== Assigned task ==
Write out the following listing's lines from the one with "assert_eq!(s.alloc_optional(None), 0);" to the one with "s.expect_window(c).unwrap();", exactly, with both included and no others.

== Supplied information ==
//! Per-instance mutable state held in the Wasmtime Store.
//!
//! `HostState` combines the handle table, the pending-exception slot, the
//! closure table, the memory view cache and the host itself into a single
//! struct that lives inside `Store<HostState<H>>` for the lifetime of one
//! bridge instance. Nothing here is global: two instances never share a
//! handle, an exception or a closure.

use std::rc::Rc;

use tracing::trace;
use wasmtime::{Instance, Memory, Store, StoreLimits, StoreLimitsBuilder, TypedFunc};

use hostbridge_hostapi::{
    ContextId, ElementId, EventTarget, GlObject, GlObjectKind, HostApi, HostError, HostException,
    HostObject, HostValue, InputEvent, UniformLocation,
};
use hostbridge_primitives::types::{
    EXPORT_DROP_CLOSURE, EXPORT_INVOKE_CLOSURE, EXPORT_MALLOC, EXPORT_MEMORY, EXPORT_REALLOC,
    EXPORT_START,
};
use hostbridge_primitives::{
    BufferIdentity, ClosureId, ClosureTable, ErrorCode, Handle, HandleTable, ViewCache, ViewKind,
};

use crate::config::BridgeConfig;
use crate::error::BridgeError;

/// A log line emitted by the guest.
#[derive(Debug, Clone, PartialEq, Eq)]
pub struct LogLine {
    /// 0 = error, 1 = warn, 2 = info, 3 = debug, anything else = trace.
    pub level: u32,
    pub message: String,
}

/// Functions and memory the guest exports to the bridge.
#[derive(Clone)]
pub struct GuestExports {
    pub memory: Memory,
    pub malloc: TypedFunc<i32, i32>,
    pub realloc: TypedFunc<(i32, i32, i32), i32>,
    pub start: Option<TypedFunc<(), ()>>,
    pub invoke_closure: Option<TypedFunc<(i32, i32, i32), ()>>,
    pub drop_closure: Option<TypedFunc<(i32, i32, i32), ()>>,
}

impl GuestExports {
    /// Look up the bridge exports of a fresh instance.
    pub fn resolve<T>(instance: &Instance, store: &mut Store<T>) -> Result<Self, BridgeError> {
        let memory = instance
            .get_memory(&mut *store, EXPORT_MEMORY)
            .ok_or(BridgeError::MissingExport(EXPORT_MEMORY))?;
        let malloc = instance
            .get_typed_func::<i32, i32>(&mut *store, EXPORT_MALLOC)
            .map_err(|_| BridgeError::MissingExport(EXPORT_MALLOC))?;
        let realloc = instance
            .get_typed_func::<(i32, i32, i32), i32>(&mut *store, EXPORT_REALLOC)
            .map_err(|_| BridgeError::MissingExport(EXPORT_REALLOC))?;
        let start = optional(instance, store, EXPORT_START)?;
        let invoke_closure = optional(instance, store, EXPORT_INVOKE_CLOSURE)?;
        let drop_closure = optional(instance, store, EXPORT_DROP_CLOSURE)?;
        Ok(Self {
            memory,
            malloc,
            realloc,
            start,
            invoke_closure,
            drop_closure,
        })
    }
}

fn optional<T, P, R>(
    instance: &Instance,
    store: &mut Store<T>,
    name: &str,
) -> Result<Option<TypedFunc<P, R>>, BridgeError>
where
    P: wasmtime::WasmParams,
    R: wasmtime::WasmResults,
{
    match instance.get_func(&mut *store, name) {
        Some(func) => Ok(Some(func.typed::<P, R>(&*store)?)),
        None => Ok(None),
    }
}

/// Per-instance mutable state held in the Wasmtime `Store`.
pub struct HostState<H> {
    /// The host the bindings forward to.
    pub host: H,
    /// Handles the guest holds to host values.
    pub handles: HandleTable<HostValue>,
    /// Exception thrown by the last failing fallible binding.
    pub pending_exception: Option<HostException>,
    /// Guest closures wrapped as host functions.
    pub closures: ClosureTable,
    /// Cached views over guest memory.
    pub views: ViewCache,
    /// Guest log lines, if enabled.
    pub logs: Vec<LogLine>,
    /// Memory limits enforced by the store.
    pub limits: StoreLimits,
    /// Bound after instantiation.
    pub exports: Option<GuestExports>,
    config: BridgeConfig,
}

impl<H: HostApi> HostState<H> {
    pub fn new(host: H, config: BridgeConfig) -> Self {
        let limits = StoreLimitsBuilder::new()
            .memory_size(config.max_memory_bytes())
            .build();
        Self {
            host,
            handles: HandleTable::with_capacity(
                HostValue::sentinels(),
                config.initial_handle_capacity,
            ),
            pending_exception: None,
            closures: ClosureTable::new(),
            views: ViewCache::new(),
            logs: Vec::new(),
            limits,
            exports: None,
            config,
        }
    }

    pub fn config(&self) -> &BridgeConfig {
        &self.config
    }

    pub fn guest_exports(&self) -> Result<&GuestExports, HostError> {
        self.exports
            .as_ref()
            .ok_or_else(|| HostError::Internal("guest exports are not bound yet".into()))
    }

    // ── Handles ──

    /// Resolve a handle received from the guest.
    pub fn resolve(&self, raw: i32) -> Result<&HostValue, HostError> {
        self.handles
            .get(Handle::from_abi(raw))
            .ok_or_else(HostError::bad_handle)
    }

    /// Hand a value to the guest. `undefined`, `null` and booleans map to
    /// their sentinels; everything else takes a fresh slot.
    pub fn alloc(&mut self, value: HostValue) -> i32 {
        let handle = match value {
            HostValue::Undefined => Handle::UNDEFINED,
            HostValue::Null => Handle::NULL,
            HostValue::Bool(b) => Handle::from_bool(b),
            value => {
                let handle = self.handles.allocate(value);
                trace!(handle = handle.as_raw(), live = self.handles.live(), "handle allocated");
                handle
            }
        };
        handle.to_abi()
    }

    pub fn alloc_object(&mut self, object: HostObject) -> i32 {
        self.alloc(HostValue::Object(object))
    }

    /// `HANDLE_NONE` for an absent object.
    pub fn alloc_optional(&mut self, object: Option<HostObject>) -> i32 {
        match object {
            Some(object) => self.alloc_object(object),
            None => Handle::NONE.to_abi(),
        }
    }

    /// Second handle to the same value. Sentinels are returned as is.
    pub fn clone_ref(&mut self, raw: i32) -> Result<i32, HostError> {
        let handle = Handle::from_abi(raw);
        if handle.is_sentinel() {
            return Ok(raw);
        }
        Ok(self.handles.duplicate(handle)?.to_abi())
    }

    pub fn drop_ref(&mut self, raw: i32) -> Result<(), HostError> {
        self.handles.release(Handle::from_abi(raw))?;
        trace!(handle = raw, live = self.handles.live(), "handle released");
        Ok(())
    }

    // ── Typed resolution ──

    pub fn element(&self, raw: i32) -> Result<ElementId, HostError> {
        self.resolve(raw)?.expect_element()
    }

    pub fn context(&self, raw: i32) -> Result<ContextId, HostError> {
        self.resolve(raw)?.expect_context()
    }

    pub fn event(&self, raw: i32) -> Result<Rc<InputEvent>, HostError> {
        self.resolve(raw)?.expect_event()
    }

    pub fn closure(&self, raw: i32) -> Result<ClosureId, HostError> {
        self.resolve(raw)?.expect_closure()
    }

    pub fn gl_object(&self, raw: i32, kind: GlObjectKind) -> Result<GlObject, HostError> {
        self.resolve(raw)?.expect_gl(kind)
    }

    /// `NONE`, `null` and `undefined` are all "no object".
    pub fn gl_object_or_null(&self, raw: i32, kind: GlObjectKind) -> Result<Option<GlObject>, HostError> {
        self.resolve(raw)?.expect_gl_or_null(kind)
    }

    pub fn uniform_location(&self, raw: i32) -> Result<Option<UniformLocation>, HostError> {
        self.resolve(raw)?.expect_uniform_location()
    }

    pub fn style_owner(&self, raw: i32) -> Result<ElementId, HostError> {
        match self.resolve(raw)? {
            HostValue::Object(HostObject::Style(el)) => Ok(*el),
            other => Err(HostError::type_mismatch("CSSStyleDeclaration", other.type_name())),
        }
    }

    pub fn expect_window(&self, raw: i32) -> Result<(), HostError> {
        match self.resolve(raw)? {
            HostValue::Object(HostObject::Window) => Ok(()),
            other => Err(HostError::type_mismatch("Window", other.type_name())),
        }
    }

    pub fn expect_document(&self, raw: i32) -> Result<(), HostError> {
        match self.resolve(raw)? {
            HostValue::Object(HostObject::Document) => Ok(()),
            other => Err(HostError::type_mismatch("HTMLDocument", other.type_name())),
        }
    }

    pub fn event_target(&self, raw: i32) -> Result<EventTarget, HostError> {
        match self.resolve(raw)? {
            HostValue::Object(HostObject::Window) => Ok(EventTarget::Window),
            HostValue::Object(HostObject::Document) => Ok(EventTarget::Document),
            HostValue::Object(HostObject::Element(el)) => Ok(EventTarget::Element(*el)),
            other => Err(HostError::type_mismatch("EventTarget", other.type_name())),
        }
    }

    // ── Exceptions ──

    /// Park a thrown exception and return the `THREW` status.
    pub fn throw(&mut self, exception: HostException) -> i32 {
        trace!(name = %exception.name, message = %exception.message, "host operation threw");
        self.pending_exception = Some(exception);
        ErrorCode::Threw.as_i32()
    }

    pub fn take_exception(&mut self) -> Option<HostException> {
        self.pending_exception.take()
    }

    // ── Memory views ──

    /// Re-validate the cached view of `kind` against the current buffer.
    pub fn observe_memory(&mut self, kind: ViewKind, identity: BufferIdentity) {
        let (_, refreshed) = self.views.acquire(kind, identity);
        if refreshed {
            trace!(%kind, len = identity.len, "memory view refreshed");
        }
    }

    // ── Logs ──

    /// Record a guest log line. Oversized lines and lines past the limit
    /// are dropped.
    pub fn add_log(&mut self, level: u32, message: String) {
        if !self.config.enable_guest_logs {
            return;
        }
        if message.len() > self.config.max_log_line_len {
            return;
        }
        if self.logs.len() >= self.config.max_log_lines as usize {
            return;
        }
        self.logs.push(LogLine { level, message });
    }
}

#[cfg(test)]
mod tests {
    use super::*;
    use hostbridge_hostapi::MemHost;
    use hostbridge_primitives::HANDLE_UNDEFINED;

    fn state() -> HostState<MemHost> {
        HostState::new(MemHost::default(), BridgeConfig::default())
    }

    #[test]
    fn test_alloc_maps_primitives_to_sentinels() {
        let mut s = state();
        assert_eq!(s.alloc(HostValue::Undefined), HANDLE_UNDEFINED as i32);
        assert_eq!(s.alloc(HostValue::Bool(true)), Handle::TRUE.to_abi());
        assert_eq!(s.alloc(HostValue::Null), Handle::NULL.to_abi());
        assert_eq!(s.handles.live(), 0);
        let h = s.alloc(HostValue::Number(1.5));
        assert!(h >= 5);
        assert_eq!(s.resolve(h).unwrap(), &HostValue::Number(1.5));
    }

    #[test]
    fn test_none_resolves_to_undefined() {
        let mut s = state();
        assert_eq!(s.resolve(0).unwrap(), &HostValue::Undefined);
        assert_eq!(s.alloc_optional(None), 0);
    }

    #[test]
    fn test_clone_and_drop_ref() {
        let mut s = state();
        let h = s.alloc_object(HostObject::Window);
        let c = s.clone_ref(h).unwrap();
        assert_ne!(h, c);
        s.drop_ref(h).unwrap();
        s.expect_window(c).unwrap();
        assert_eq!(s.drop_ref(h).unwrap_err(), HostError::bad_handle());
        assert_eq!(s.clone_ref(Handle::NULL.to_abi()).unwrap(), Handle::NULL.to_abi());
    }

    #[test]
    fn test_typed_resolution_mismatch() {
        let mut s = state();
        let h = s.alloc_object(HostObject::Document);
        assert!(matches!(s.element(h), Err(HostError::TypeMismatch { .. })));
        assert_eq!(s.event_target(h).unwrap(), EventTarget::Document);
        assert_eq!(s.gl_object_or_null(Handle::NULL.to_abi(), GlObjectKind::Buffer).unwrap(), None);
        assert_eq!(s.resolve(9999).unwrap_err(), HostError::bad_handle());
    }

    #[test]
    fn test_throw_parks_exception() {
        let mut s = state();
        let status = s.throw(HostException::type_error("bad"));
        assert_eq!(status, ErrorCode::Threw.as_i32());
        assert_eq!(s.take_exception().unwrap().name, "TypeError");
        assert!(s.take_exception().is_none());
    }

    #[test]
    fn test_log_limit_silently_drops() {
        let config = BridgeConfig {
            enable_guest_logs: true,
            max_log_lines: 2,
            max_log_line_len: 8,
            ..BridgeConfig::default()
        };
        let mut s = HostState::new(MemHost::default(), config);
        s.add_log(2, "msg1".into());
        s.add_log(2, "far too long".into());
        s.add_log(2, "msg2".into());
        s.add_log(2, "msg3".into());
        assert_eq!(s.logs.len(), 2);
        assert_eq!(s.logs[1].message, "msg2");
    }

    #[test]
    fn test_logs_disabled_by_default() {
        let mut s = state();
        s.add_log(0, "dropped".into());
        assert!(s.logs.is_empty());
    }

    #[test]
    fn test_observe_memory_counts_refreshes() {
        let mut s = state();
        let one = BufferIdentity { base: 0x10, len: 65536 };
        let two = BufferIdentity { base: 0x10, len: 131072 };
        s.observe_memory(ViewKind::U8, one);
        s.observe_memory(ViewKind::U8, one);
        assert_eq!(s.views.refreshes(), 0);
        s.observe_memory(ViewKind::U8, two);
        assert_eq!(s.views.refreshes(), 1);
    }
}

== Written reply ==
        assert_eq!(s.alloc_optional(None), 0);
    }

    #[test]
    fn test_clone_and_drop_ref() {
        let mut s = state();
        let h = s.alloc_object(HostObject::Window);
        let c = s.clone_ref(h).unwrap();
        assert_ne!(h, c);
        s.drop_ref(h).unwrap();
        s.expect_window(c).unwrap();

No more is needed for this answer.